# [Stored items]
● ● ● ●
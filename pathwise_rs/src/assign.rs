//! Value resolution for a structural match.
//!
//! The [`ValueAssigner`] turns a [`PathSearch`] into typed values: every bound
//! span is handed to its argument's type parser through a cursor positioned
//! at the span, unbound optionals get their default (parsed through the same
//! type), validators run on whatever value resulted, and the pathway's flags
//! are resolved the same way.

use serde::Serialize;

use crate::argument::{Argument, FlagData};
use crate::cursor::{Cursor, StreamPosition};
use crate::error::{ArgumentParseError, DispatchError};
use crate::input::ArgumentInput;
use crate::source::Source;
use crate::tree::{CommandTree, PathSearch, RawSpan};
use crate::types::{ParseContext, Value};

/// A positional bound (or defaulted) to a value.
#[derive(Debug, Clone, PartialEq, Serialize)]
pub struct ParsedArgument {
    pub name: String,
    /// Index into the pathway's arguments.
    pub index: usize,
    /// Nearest preceding literal, or the command label.
    pub owner: String,
    pub span: RawSpan,
    /// Tokens of the span joined by spaces; the default text when defaulted.
    pub raw: String,
    pub value: Option<Value>,
    pub defaulted: bool,
}

#[derive(Debug, Clone, PartialEq, Serialize)]
pub struct ResolvedFlag {
    pub name: String,
    /// Whether the flag appeared in the input.
    pub present: bool,
    pub value: Option<Value>,
}

/// Arguments grouped under one owning command or subcommand literal.
#[derive(Debug, Clone, PartialEq, Serialize)]
pub struct OwnerGroup {
    pub owner: String,
    /// Indices into the flat view.
    pub arguments: Vec<usize>,
}

#[derive(Debug, Clone, PartialEq, Default, Serialize)]
pub struct ResolvedArguments {
    flat: Vec<ParsedArgument>,
    owners: Vec<OwnerGroup>,
    flags: Vec<ResolvedFlag>,
}

impl ResolvedArguments {
    pub fn iter(&self) -> impl Iterator<Item = &ParsedArgument> {
        self.flat.iter()
    }

    pub fn len(&self) -> usize {
        self.flat.len()
    }

    pub fn is_empty(&self) -> bool {
        self.flat.is_empty()
    }

    pub fn get(&self, name: &str) -> Option<&ParsedArgument> {
        self.flat.iter().find(|a| a.name == name)
    }

    pub fn value(&self, name: &str) -> Option<&Value> {
        self.get(name).and_then(|a| a.value.as_ref())
    }

    /// Arguments owned by a command or subcommand literal, in order.
    pub fn for_owner(&self, owner: &str) -> Vec<&ParsedArgument> {
        self.owners
            .iter()
            .filter(|g| g.owner.eq_ignore_ascii_case(owner))
            .flat_map(|g| g.arguments.iter().map(|&i| &self.flat[i]))
            .collect()
    }

    pub fn owners(&self) -> &[OwnerGroup] {
        &self.owners
    }

    pub fn flags(&self) -> &[ResolvedFlag] {
        &self.flags
    }

    pub fn flag(&self, name: &str) -> Option<&ResolvedFlag> {
        self.flags.iter().find(|f| f.name == name)
    }

    /// True when a switch was given. Valued flags count when present.
    pub fn switch(&self, name: &str) -> bool {
        self.flag(name).is_some_and(|f| f.present)
    }

    pub fn flag_value(&self, name: &str) -> Option<&Value> {
        self.flag(name).and_then(|f| f.value.as_ref())
    }

    fn push(&mut self, argument: ParsedArgument) {
        let index = self.flat.len();
        match self.owners.last_mut() {
            Some(group) if group.owner == argument.owner => group.arguments.push(index),
            _ => self.owners.push(OwnerGroup {
                owner: argument.owner.clone(),
                arguments: vec![index],
            }),
        }
        self.flat.push(argument);
    }
}

pub struct ValueAssigner<'a> {
    tree: &'a CommandTree,
    input: &'a ArgumentInput,
    source: &'a dyn Source,
}

impl<'a> ValueAssigner<'a> {
    pub fn new(tree: &'a CommandTree, input: &'a ArgumentInput, source: &'a dyn Source) -> Self {
        Self {
            tree,
            input,
            source,
        }
    }

    pub fn assign(&self, search: &PathSearch) -> Result<ResolvedArguments, DispatchError> {
        let pathway = self.tree.pathway(search.pathway());
        let mut resolved = ResolvedArguments::default();
        let mut owner = self.tree.label().to_string();

        // Flags sit ahead of the positionals on the parameter axis and are
        // exempted once resolved, leaving the positionals in declared order.
        let flag_views: Vec<Argument> = pathway.flags().iter().map(FlagData::as_argument).collect();
        let mut walker = Cursor::new(self.input)
            .with_parameters(flag_views.iter().chain(pathway.arguments()));
        for flag in pathway.flags() {
            resolved.flags.push(self.resolve_flag(flag, search)?);
            walker.exempt(flag.name());
        }

        let mut index = 0;
        while let Some(argument) = walker.current_parameter() {
            if argument.is_literal() {
                owner = argument.name().to_string();
            } else {
                let parsed = match search.binding(index) {
                    Some(binding) => self.parse_bound(&walker, index, argument, binding.span, &owner)?,
                    None => self.parse_default(index, argument, search, &owner)?,
                };
                if parsed.value.is_some() {
                    argument.validators().run(&parsed)?;
                }
                resolved.push(parsed);
            }
            walker.skip_parameter();
            index += 1;
        }

        tracing::debug!(
            command = %self.tree.label(),
            arguments = resolved.len(),
            flags = resolved.flags.len(),
            "resolved values"
        );
        Ok(resolved)
    }

    fn parse_bound(
        &self,
        walker: &Cursor<'_>,
        index: usize,
        argument: &Argument,
        span: RawSpan,
        owner: &str,
    ) -> Result<ParsedArgument, ArgumentParseError> {
        let raw = self.input.join(span.start..span.end);
        // A greedy modifier on a single-token type keeps the whole span as text.
        let value = match argument.value_type() {
            Some(ty) if argument.is_greedy() && !ty.is_greedy() => Value::Text(raw.clone()),
            _ => {
                let mut cursor = walker.clone();
                cursor.set_position(StreamPosition::new(span.start, walker.position().parameter));
                self.parse_at(&mut cursor, argument, span)?
            }
        };
        Ok(ParsedArgument {
            name: argument.name().to_string(),
            index,
            owner: owner.to_string(),
            span,
            raw,
            value: Some(value),
            defaulted: false,
        })
    }

    fn parse_default(
        &self,
        index: usize,
        argument: &Argument,
        search: &PathSearch,
        owner: &str,
    ) -> Result<ParsedArgument, ArgumentParseError> {
        let at = search
            .bindings()
            .iter()
            .take_while(|b| b.argument < index)
            .last()
            .map(|b| b.span.end)
            .unwrap_or(1);
        let raw = argument
            .default_provider()
            .and_then(|p| p.supply(self.source, argument));
        let value = match &raw {
            Some(text) => Some(self.parse_detached(argument, text).map_err(|e| e.at(at))?),
            None => None,
        };
        Ok(ParsedArgument {
            name: argument.name().to_string(),
            index,
            owner: owner.to_string(),
            span: RawSpan::empty(at),
            defaulted: value.is_some(),
            raw: raw.unwrap_or_default(),
            value,
        })
    }

    fn resolve_flag(&self, flag: &FlagData, search: &PathSearch) -> Result<ResolvedFlag, ArgumentParseError> {
        let found = search.flags().iter().rev().find(|f| f.flag == flag.name());
        let argument = flag.as_argument();
        let value = match (found, flag.input_type()) {
            (Some(_), None) => Some(Value::Boolean(true)),
            (None, None) => Some(Value::Boolean(false)),
            (Some(binding), Some(_)) => {
                let at = binding.value.unwrap_or(binding.token + 1);
                let mut cursor = Cursor::new(self.input);
                cursor.set_position(StreamPosition::new(at, 0));
                Some(self.parse_at(&mut cursor, &argument, RawSpan::new(at, at + 1))?)
            }
            (None, Some(_)) => match flag
                .default_provider()
                .and_then(|p| p.supply(self.source, &argument))
            {
                Some(text) => Some(self.parse_detached(&argument, &text)?),
                None => None,
            },
        };
        Ok(ResolvedFlag {
            name: flag.name().to_string(),
            present: found.is_some(),
            value,
        })
    }

    /// Run the argument's type over `span`; the parser must consume at least
    /// one token and no more than the span holds.
    fn parse_at(
        &self,
        cursor: &mut Cursor<'_>,
        argument: &Argument,
        span: RawSpan,
    ) -> Result<Value, ArgumentParseError> {
        let token = self.input.join(span.start..span.end);
        let Some(ty) = argument.value_type() else {
            return Ok(Value::Text(token));
        };
        let context = ParseContext {
            argument: argument.name(),
            source: self.source,
        };
        let parsed = ty
            .parse(cursor, &context)
            .map_err(|e| e.at(span.start))?;
        if parsed.consumed == 0 || parsed.consumed > span.len() {
            return Err(ArgumentParseError::new(token, ty.name(), "unexpected token count").at(span.start));
        }
        if parsed.consumed < span.len() {
            let rest = self.input.join(span.start + parsed.consumed..span.end);
            return Err(ArgumentParseError::new(rest, ty.name(), "unconsumed input").at(span.start + parsed.consumed));
        }
        Ok(parsed.value)
    }

    fn parse_detached(&self, argument: &Argument, text: &str) -> Result<Value, ArgumentParseError> {
        let Some(ty) = argument.value_type() else {
            return Ok(Value::Text(text.to_string()));
        };
        let context = ParseContext {
            argument: argument.name(),
            source: self.source,
        };
        let mut cursor = Cursor::single(text);
        ty.parse(&mut cursor, &context).map(|parsed| parsed.value)
    }
}
use serde::Serialize;

use super::{CommandTree, NodeId, PathwayId};
use crate::input::ArgumentInput;

/// Half-open range of raw token indices. Empty for defaulted arguments.
#[derive(Debug, Clone, Copy, PartialEq, Eq, Hash, Serialize)]
pub struct RawSpan {
    pub start: usize,
    pub end: usize,
}

impl RawSpan {
    pub fn new(start: usize, end: usize) -> Self {
        Self { start, end }
    }

    pub fn empty(at: usize) -> Self {
        Self { start: at, end: at }
    }

    pub fn len(&self) -> usize {
        self.end.saturating_sub(self.start)
    }

    pub fn is_empty(&self) -> bool {
        self.len() == 0
    }
}

/// A positional of the winning pathway bound to raw tokens.
#[derive(Debug, Clone, PartialEq, Eq, Serialize)]
pub struct Binding {
    /// Index into the pathway's arguments.
    pub argument: usize,
    pub node: NodeId,
    pub span: RawSpan,
}

/// A flag of the winning pathway found in the input.
#[derive(Debug, Clone, PartialEq, Eq, Serialize)]
pub struct FlagBinding {
    /// Canonical flag name.
    pub flag: String,
    /// Raw index of the flag token itself.
    pub token: usize,
    /// Raw index of the value token for valued flags.
    pub value: Option<usize>,
}

/// Structural result of matching: which pathway won and which raw tokens
/// feed which argument. Values are not parsed yet.
#[derive(Debug, Clone, PartialEq, Eq, Serialize)]
pub struct PathSearch {
    pub(crate) pathway: PathwayId,
    pub(crate) terminal: NodeId,
    pub(crate) bindings: Vec<Binding>,
    pub(crate) flags: Vec<FlagBinding>,
}

impl PathSearch {
    pub fn pathway(&self) -> PathwayId {
        self.pathway
    }

    pub fn terminal(&self) -> NodeId {
        self.terminal
    }

    /// Bindings in positional order.
    pub fn bindings(&self) -> &[Binding] {
        &self.bindings
    }

    pub fn binding(&self, argument: usize) -> Option<&Binding> {
        self.bindings.iter().find(|b| b.argument == argument)
    }

    pub fn flags(&self) -> &[FlagBinding] {
        &self.flags
    }

    /// The winning usage line and the raw text bound to each argument name.
    pub fn summarize(&self, tree: &CommandTree, input: &ArgumentInput) -> PathSearchSummary {
        let pathway = tree.pathway(self.pathway);
        let bindings = self
            .bindings
            .iter()
            .filter_map(|b| {
                pathway.argument(b.argument).map(|argument| BoundText {
                    argument: argument.name().to_string(),
                    raw: input.join(b.span.start..b.span.end),
                })
            })
            .collect();
        let flags = self
            .flags
            .iter()
            .map(|f| BoundText {
                argument: f.flag.clone(),
                raw: f
                    .value
                    .and_then(|v| input.get(v))
                    .unwrap_or_default()
                    .to_string(),
            })
            .collect();
        PathSearchSummary {
            usage: pathway.format(tree.label()),
            handler: pathway.handler().map(|h| h.0.clone()),
            bindings,
            flags,
        }
    }
}

#[derive(Debug, Clone, PartialEq, Eq, Serialize)]
pub struct BoundText {
    pub argument: String,
    pub raw: String,
}

/// Serializable view of a [`PathSearch`].
#[derive(Debug, Clone, PartialEq, Eq, Serialize)]
pub struct PathSearchSummary {
    pub usage: String,
    pub handler: Option<String>,
    pub bindings: Vec<BoundText>,
    pub flags: Vec<BoundText>,
}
● ● ● ●
# [Task item]
Given the entries above, count how many lines include the word "usage"; respond with the number only.

# [Task response]
3